**** MATERIAL SHOWN ****

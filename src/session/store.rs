// SPDX-License-Identifier: AGPL-3.0-or-later
// Copyright (c) 2025-2026 JR Morton

//! Session registry. Tracks live sessions and their unrecognized software.
//!
//! The [`SessionRegistry`] is the data layer for the compliance coordinator.
//! It maps participant uids to their current [`SessionEntry`], remembers the
//! unrecognized reports from each participant's latest submission (kept after
//! a disconnect so an administrator can still approve them), and indexes
//! display names for approval by name.

use std::collections::HashMap;
use std::time::{Duration, Instant};

use chrono::{DateTime, Utc};
use uuid::Uuid;

use super::{GraceKind, Participant, PhaseKind, SessionEntry, SessionPhase};
use crate::report::SoftwareReport;
use crate::timer::deadline_after;

#[derive(Debug, Default)]
pub struct SessionRegistry {
    sessions: HashMap<String, SessionEntry>,
    pending: HashMap<String, Vec<SoftwareReport>>,
    /// Lowercased display name -> uid of the latest participant using it.
    names: HashMap<String, String>,
    /// uid -> last known display name.
    known: HashMap<String, String>,
    last_flagged: Option<String>,
}

impl SessionRegistry {
    pub fn new() -> Self {
        Self::default()
    }

    /// Start a new session in the report-grace phase.
    ///
    /// Replaces any previous session for the same uid and clears its pending
    /// reports. Returns the new session id.
    pub fn connect(&mut self, participant: Participant, now: Instant, report_grace: Duration) -> Uuid {
        let session_id = Uuid::new_v4();
        self.pending.remove(&participant.uid);
        self.names
            .insert(participant.name.to_lowercase(), participant.uid.clone());
        self.known
            .insert(participant.uid.clone(), participant.name.clone());
        self.sessions.insert(
            participant.uid.clone(),
            SessionEntry {
                session_id,
                participant,
                phase: SessionPhase::AwaitingReport {
                    connected_at: now,
                    deadline: deadline_after(now, report_grace),
                },
            },
        );
        session_id
    }

    /// Returns how long the participant took to report, or `None` when the
    /// session is not waiting for a report.
    pub fn report_wait(&self, uid: &str, now: Instant) -> Option<Duration> {
        match self.sessions.get(uid).map(|s| &s.phase) {
            Some(SessionPhase::AwaitingReport { connected_at, .. }) => {
                Some(now.saturating_duration_since(*connected_at))
            }
            _ => None,
        }
    }

    /// Move a session to `Admitted`. Returns `false` if there is no session.
    pub fn admit(&mut self, uid: &str, at: DateTime<Utc>) -> bool {
        match self.sessions.get_mut(uid) {
            Some(entry) => {
                entry.phase = SessionPhase::Admitted { since: at };
                true
            }
            None => false,
        }
    }

    /// Record `unrecognized` as the participant's pending reports and move the
    /// session to the approval-grace phase. Returns the session id the
    /// approval check must be scheduled for.
    pub fn hold_for_approval(
        &mut self,
        uid: &str,
        unrecognized: Vec<SoftwareReport>,
        now: Instant,
        approval_grace: Duration,
    ) -> Option<Uuid> {
        let entry = self.sessions.get_mut(uid)?;
        entry.phase = SessionPhase::AwaitingApproval {
            deadline: deadline_after(now, approval_grace),
        };
        self.pending.insert(uid.to_string(), unrecognized);
        self.last_flagged = Some(uid.to_string());
        Some(entry.session_id)
    }

    /// End a session (leave or disconnect). Pending reports are kept.
    pub fn remove(&mut self, uid: &str) -> Option<SessionEntry> {
        self.sessions.remove(uid)
    }

    /// Fire-time guard for a grace check: removes and returns the session only
    /// if it is still the same connection and still in the guarded phase.
    pub fn expire(&mut self, uid: &str, session_id: Uuid, kind: GraceKind) -> Option<SessionEntry> {
        let still_waiting = self
            .sessions
            .get(uid)
            .map(|s| s.session_id == session_id && s.phase.grace() == Some(kind))
            .unwrap_or(false);
        if still_waiting {
            self.sessions.remove(uid)
        } else {
            None
        }
    }

    pub fn get(&self, uid: &str) -> Option<&SessionEntry> {
        self.sessions.get(uid)
    }

    pub fn phase(&self, uid: &str) -> Option<PhaseKind> {
        self.sessions.get(uid).map(|s| s.phase.kind())
    }

    pub fn pending(&self, uid: &str) -> Option<&[SoftwareReport]> {
        self.pending.get(uid).map(Vec::as_slice)
    }

    /// Remove and return the pending reports for `uid`. Once taken, `uid` is
    /// no longer the last flagged participant.
    pub fn take_pending(&mut self, uid: &str) -> Option<Vec<SoftwareReport>> {
        let taken = self.pending.remove(uid);
        if taken.is_some() && self.last_flagged.as_deref() == Some(uid) {
            self.last_flagged = None;
        }
        taken
    }

    /// Case-insensitive lookup of the uid last seen with `name`.
    pub fn resolve_name(&self, name: &str) -> Option<&str> {
        self.names.get(&name.to_lowercase()).map(String::as_str)
    }

    /// Last known display name for `uid`, falling back to the uid itself.
    pub fn display_name<'a>(&'a self, uid: &'a str) -> &'a str {
        self.known.get(uid).map(String::as_str).unwrap_or(uid)
    }

    /// The participant most recently held for approval.
    pub fn last_flagged(&self) -> Option<&str> {
        self.last_flagged.as_deref()
    }

    /// Number of live sessions.
    pub fn session_count(&self) -> usize {
        self.sessions.len()
    }
}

****

[WHAT THE TASK REQUIRES]: Write the listing out again in its entirety, exactly.

[RESULT BELOW]:
filename src/session/store.rs
// SPDX-License-Identifier: AGPL-3.0-or-later
// Copyright (c) 2025-2026 JR Morton

//! Session registry. Tracks live sessions and their unrecognized software.
//!
//! The [`SessionRegistry`] is the data layer for the compliance coordinator.
//! It maps participant uids to their current [`SessionEntry`], remembers the
//! unrecognized reports from each participant's latest submission (kept after
//! a disconnect so an administrator can still approve them), and indexes
//! display names for approval by name.

use std::collections::HashMap;
use std::time::{Duration, Instant};

use chrono::{DateTime, Utc};
use uuid::Uuid;

use super::{GraceKind, Participant, PhaseKind, SessionEntry, SessionPhase};
use crate::report::SoftwareReport;
use crate::timer::deadline_after;

#[derive(Debug, Default)]
pub struct SessionRegistry {
    sessions: HashMap<String, SessionEntry>,
    pending: HashMap<String, Vec<SoftwareReport>>,
    /// Lowercased display name -> uid of the latest participant using it.
    names: HashMap<String, String>,
    /// uid -> last known display name.
    known: HashMap<String, String>,
    last_flagged: Option<String>,
}

impl SessionRegistry {
    pub fn new() -> Self {
        Self::default()
    }

    /// Start a new session in the report-grace phase.
    ///
    /// Replaces any previous session for the same uid and clears its pending
    /// reports. Returns the new session id.
    pub fn connect(&mut self, participant: Participant, now: Instant, report_grace: Duration) -> Uuid {
        let session_id = Uuid::new_v4();
        self.pending.remove(&participant.uid);
        self.names
            .insert(participant.name.to_lowercase(), participant.uid.clone());
        self.known
            .insert(participant.uid.clone(), participant.name.clone());
        self.sessions.insert(
            participant.uid.clone(),
            SessionEntry {
                session_id,
                participant,
                phase: SessionPhase::AwaitingReport {
                    connected_at: now,
                    deadline: deadline_after(now, report_grace),
                },
            },
        );
        session_id
    }

    /// Returns how long the participant took to report, or `None` when the
    /// session is not waiting for a report.
    pub fn report_wait(&self, uid: &str, now: Instant) -> Option<Duration> {
        match self.sessions.get(uid).map(|s| &s.phase) {
            Some(SessionPhase::AwaitingReport { connected_at, .. }) => {
                Some(now.saturating_duration_since(*connected_at))
            }
            _ => None,
        }
    }

    /// Move a session to `Admitted`. Returns `false` if there is no session.
    pub fn admit(&mut self, uid: &str, at: DateTime<Utc>) -> bool {
        match self.sessions.get_mut(uid) {
            Some(entry) => {
                entry.phase = SessionPhase::Admitted { since: at };
                true
            }
            None => false,
        }
    }

    /// Record `unrecognized` as the participant's pending reports and move the
    /// session to the approval-grace phase. Returns the session id the
    /// approval check must be scheduled for.
    pub fn hold_for_approval(
        &mut self,
        uid: &str,
        unrecognized: Vec<SoftwareReport>,
        now: Instant,
        approval_grace: Duration,
    ) -> Option<Uuid> {
        let entry = self.sessions.get_mut(uid)?;
        entry.phase = SessionPhase::AwaitingApproval {
            deadline: deadline_after(now, approval_grace),
        };
        self.pending.insert(uid.to_string(), unrecognized);
        self.last_flagged = Some(uid.to_string());
        Some(entry.session_id)
    }

    /// End a session (leave or disconnect). Pending reports are kept.
    pub fn remove(&mut self, uid: &str) -> Option<SessionEntry> {
        self.sessions.remove(uid)
    }

    /// Fire-time guard for a grace check: removes and returns the session only
    /// if it is still the same connection and still in the guarded phase.
    pub fn expire(&mut self, uid: &str, session_id: Uuid, kind: GraceKind) -> Option<SessionEntry> {
        let still_waiting = self
            .sessions
            .get(uid)
            .map(|s| s.session_id == session_id && s.phase.grace() == Some(kind))
            .unwrap_or(false);
        if still_waiting {
            self.sessions.remove(uid)
        } else {
            None
        }
    }

    pub fn get(&self, uid: &str) -> Option<&SessionEntry> {
        self.sessions.get(uid)
    }

    pub fn phase(&self, uid: &str) -> Option<PhaseKind> {
        self.sessions.get(uid).map(|s| s.phase.kind())
    }

    pub fn pending(&self, uid: &str) -> Option<&[SoftwareReport]> {
        self.pending.get(uid).map(Vec::as_slice)
    }

    /// Remove and return the pending reports for `uid`. Once taken, `uid` is
    /// no longer the last flagged participant.
    pub fn take_pending(&mut self, uid: &str) -> Option<Vec<SoftwareReport>> {
        let taken = self.pending.remove(uid);
        if taken.is_some() && self.last_flagged.as_deref() == Some(uid) {
            self.last_flagged = None;
        }
        taken
    }

    /// Case-insensitive lookup of the uid last seen with `name`.
    pub fn resolve_name(&self, name: &str) -> Option<&str> {
        self.names.get(&name.to_lowercase()).map(String::as_str)
    }

    /// Last known display name for `uid`, falling back to the uid itself.
    pub fn display_name<'a>(&'a self, uid: &'a str) -> &'a str {
        self.known.get(uid).map(String::as_str).unwrap_or(uid)
    }

    /// The participant most recently held for approval.
    pub fn last_flagged(&self) -> Option<&str> {
        self.last_flagged.as_deref()
    }

    /// Number of live sessions.
    pub fn session_count(&self) -> usize {
        self.sessions.len()
    }
}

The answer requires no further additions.